* Data records:
+-------+

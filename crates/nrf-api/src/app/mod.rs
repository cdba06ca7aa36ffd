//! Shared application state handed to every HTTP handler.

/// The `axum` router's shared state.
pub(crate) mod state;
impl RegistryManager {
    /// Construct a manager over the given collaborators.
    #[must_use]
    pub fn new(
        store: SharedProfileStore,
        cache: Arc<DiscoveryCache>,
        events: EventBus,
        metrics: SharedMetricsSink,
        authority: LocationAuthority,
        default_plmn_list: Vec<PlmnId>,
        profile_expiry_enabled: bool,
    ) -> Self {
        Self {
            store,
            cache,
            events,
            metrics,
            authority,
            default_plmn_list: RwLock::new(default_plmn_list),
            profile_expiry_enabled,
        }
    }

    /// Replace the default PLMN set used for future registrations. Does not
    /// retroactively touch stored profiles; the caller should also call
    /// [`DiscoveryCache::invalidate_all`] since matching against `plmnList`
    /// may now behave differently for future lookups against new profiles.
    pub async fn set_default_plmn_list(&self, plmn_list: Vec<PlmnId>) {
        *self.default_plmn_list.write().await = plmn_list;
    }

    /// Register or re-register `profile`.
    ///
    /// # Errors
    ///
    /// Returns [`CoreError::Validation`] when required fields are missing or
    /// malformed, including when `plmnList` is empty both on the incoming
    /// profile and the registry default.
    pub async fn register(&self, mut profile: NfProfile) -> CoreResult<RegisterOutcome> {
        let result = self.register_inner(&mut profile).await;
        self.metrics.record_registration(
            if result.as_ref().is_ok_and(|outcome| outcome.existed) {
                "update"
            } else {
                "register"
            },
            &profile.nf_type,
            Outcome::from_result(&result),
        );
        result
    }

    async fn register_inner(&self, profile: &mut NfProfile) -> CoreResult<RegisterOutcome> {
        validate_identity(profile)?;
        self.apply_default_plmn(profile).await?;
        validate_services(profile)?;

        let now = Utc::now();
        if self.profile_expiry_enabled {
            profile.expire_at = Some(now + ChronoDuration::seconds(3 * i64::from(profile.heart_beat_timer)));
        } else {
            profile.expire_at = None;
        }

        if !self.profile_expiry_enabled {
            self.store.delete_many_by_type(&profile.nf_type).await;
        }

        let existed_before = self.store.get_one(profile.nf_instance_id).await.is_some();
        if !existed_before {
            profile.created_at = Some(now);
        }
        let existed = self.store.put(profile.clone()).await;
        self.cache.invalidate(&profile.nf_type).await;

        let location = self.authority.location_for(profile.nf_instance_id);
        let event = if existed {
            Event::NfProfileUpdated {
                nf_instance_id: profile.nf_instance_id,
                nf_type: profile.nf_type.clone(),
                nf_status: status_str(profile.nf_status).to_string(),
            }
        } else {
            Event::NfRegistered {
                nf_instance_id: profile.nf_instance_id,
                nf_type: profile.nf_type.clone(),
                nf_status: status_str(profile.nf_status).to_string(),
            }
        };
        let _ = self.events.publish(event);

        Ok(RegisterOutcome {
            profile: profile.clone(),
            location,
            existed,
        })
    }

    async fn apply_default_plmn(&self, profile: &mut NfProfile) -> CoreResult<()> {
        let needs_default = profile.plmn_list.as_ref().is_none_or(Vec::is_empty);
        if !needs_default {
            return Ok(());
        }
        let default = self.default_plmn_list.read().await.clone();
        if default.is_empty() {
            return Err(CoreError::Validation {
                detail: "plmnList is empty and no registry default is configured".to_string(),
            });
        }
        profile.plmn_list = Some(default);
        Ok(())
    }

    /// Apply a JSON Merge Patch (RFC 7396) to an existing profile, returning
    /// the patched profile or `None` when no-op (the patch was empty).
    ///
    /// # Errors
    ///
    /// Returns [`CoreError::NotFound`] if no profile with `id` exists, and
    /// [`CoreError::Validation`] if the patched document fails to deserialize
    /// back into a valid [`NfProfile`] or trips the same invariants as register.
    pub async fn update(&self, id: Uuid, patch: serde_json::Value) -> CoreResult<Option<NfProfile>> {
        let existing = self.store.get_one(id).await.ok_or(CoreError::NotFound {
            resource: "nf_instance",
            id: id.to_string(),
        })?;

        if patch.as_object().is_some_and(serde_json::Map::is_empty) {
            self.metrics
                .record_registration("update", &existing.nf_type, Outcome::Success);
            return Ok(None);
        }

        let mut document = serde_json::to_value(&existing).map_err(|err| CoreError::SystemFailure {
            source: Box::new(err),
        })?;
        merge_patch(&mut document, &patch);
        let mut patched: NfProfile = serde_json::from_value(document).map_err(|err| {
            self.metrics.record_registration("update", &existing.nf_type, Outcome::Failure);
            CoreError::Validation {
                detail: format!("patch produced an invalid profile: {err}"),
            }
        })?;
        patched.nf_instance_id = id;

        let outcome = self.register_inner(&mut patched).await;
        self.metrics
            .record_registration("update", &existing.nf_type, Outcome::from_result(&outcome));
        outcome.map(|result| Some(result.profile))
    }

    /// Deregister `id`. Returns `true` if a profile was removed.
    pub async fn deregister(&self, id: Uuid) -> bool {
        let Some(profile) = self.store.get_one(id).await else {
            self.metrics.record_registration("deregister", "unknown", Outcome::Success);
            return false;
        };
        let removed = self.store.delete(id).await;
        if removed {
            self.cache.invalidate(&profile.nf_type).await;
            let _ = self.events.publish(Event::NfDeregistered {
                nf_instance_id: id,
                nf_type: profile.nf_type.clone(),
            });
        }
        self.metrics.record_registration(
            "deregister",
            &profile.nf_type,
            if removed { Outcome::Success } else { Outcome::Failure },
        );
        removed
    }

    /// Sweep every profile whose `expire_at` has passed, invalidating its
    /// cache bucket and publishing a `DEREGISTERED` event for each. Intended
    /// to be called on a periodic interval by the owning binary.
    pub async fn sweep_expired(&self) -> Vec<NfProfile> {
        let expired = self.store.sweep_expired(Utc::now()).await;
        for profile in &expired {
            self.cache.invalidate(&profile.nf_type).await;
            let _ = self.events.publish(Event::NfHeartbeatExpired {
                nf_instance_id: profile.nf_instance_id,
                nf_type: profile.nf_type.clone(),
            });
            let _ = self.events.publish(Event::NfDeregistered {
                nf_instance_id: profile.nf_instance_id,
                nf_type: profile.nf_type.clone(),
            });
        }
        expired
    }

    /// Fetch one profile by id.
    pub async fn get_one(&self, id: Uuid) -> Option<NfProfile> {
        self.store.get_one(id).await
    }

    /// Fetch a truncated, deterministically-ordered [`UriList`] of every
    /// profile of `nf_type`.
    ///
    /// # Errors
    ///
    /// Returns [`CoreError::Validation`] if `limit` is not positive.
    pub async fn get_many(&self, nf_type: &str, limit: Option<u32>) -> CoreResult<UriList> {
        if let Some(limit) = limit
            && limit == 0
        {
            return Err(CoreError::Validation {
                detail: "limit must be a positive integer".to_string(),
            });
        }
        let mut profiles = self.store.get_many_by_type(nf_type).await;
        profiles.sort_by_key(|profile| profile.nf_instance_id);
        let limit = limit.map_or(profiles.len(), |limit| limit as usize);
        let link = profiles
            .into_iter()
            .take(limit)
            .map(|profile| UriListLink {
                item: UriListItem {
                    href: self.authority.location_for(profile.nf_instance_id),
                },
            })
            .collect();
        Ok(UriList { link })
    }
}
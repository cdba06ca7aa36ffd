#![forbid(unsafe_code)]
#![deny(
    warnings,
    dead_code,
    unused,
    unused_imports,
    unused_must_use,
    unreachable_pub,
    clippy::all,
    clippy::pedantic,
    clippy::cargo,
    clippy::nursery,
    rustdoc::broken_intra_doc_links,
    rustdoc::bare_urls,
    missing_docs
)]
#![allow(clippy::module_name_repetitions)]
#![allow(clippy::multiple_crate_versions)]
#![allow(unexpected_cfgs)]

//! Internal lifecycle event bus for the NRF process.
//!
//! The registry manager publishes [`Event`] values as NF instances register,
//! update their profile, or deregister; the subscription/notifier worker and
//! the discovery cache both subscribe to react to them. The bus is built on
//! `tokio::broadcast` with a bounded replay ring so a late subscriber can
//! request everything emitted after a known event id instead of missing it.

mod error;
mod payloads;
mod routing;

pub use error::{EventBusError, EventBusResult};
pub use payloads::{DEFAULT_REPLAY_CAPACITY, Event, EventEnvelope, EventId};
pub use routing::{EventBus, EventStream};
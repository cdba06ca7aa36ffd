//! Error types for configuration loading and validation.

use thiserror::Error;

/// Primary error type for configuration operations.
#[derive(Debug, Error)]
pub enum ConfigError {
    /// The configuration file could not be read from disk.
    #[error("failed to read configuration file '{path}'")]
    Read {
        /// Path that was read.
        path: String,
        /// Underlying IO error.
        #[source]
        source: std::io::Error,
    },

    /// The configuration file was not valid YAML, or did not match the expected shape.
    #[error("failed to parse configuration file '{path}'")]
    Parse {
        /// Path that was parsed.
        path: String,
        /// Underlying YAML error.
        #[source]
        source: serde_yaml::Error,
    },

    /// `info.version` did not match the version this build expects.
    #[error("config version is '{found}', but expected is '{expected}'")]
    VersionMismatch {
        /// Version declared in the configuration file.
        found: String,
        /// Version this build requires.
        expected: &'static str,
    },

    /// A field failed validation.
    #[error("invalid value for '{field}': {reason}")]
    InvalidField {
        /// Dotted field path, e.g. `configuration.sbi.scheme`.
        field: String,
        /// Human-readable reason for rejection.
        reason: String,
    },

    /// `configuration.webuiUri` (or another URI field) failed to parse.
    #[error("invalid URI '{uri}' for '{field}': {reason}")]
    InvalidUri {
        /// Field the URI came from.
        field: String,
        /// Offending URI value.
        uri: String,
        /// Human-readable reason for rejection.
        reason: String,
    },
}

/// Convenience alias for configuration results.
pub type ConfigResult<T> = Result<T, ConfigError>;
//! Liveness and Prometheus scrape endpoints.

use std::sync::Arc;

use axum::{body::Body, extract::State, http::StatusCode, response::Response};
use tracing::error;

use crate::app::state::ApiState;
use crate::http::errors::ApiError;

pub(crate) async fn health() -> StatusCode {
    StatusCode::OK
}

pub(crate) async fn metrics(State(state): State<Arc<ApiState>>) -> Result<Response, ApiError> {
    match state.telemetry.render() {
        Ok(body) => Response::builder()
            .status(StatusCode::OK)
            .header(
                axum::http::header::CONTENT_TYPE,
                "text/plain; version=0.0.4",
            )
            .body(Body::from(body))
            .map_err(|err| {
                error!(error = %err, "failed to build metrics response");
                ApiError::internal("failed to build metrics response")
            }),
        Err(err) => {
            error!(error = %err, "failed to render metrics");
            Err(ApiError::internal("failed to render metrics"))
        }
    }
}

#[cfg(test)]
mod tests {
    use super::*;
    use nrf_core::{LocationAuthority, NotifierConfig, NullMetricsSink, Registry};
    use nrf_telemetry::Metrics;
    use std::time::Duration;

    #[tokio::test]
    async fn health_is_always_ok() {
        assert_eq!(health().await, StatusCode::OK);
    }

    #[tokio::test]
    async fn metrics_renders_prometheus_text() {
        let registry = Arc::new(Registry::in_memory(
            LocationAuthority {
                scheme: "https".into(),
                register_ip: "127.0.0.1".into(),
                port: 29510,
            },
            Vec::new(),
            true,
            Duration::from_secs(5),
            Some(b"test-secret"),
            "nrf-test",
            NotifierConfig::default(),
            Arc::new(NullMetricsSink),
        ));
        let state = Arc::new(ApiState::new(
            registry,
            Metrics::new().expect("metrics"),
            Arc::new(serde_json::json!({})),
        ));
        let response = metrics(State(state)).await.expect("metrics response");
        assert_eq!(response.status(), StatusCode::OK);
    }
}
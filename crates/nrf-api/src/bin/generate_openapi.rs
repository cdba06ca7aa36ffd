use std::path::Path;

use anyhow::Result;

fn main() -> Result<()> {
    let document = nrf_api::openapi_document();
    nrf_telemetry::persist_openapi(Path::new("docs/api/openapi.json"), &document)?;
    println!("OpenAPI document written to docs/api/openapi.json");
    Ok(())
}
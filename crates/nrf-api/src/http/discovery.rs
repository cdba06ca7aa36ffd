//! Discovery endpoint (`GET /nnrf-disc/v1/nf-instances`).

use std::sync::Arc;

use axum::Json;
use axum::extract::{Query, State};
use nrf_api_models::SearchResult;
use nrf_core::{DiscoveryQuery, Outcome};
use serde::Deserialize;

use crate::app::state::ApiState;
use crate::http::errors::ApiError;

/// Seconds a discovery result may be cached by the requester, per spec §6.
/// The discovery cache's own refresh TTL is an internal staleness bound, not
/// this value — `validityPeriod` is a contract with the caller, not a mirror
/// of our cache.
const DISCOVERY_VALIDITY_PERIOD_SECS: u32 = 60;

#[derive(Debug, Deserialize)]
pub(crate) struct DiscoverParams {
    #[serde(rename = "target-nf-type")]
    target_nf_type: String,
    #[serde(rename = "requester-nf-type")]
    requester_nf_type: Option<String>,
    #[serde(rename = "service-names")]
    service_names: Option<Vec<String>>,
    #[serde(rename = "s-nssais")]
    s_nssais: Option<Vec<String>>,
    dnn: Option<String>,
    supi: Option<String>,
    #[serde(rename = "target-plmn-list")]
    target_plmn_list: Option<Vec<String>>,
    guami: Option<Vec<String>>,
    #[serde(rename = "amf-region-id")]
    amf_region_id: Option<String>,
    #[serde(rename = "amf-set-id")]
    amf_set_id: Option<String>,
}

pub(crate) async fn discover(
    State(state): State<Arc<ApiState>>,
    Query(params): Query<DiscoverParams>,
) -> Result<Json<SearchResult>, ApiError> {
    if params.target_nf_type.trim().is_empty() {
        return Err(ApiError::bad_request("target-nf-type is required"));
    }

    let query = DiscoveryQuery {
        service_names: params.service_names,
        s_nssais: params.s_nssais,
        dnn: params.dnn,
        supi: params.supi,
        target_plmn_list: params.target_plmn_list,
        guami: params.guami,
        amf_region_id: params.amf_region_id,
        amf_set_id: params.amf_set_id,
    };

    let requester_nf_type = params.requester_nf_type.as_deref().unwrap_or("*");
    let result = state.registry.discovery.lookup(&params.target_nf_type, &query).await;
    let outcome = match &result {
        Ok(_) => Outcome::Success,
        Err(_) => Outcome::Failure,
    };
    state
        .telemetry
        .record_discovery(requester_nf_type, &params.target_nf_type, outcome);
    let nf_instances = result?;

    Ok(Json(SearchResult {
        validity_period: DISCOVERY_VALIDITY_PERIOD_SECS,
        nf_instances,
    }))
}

+-------+

* What to work on:
All lines above holding the word "Success" make up the answer; copy each one.

* Written answer:
                .record_registration("update", &existing.nf_type, Outcome::Success);
            self.metrics.record_registration("deregister", "unknown", Outcome::Success);
            if removed { Outcome::Success } else { Outcome::Failure },
        Ok(_) => Outcome::Success,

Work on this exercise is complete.